START Provided records
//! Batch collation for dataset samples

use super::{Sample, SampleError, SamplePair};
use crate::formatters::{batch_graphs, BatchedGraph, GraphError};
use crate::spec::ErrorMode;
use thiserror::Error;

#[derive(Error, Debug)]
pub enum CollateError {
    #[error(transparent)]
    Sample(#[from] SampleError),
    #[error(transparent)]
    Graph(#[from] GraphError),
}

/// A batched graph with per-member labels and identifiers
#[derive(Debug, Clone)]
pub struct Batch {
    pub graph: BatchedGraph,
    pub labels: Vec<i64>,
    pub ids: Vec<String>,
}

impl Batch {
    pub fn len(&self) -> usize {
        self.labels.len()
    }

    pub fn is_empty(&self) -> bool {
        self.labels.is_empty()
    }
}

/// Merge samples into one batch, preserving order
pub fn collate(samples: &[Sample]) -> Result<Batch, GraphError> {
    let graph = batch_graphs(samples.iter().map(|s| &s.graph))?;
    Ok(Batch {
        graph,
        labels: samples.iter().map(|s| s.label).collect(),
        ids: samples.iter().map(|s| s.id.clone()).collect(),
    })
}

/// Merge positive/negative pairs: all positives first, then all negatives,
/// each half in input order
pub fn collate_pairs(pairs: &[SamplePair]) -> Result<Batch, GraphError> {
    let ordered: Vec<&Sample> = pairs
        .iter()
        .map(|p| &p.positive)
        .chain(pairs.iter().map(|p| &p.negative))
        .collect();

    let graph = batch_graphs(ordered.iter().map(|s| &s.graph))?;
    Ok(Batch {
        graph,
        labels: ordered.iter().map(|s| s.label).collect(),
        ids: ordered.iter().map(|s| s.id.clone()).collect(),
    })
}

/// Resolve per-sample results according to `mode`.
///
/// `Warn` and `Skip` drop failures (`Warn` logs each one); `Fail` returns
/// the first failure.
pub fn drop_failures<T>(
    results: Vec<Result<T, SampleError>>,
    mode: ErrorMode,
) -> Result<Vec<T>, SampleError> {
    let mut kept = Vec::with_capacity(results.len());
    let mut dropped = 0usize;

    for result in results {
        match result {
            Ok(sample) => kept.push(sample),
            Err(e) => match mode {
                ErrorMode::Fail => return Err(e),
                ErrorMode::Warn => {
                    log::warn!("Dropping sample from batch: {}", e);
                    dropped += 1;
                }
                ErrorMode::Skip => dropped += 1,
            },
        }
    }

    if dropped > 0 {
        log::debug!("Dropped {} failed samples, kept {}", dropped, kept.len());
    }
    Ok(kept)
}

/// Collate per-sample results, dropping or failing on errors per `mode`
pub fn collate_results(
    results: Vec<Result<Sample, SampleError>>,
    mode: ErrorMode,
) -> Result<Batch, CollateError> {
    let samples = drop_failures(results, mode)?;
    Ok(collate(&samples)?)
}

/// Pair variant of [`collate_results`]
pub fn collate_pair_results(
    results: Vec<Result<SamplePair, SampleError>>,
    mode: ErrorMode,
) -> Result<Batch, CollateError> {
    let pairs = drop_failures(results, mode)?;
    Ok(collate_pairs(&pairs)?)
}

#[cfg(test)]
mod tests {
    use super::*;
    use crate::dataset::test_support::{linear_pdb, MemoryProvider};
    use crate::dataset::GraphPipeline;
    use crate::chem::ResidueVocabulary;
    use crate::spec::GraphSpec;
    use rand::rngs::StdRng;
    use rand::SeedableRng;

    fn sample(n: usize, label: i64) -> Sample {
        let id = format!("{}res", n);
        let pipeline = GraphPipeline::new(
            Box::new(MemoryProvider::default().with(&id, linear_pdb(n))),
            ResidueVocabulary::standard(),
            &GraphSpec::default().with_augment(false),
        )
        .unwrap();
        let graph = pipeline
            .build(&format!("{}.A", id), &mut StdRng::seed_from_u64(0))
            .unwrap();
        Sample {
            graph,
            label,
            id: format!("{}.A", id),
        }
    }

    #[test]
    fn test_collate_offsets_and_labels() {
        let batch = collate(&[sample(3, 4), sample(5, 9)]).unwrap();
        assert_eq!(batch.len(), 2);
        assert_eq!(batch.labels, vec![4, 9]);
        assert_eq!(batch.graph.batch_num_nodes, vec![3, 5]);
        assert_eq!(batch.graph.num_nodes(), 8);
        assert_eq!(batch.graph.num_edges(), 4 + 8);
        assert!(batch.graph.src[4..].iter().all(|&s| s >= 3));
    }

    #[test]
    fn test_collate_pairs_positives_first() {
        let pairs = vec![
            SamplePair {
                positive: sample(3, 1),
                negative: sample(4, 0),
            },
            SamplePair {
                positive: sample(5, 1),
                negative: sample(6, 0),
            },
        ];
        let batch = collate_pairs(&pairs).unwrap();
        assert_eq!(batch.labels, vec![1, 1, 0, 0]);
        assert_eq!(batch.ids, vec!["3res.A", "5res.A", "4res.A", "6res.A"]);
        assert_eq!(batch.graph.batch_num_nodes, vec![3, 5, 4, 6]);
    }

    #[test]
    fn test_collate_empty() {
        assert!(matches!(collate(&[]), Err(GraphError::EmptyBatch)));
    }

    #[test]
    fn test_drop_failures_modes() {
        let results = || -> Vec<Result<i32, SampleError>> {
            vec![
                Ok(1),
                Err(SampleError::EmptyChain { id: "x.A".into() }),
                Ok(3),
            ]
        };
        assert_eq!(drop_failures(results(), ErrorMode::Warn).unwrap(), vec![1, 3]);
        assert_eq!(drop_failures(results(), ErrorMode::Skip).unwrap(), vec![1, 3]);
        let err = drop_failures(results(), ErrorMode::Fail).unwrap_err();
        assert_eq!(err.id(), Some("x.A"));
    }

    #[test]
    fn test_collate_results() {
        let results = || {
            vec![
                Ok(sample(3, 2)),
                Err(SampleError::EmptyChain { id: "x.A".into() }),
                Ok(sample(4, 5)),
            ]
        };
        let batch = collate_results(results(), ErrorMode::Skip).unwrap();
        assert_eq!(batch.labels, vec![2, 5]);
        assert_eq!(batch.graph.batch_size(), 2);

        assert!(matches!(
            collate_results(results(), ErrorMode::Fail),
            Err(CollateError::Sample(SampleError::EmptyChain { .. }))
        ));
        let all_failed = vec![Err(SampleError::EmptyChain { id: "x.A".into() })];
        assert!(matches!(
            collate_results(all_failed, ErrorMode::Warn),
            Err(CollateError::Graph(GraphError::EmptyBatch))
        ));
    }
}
END Provided records
Task to carry out: Go through the entries and copy every line with "dataset".

Reply to the task:
//! Batch collation for dataset samples
    use crate::dataset::test_support::{linear_pdb, MemoryProvider};
    use crate::dataset::GraphPipeline;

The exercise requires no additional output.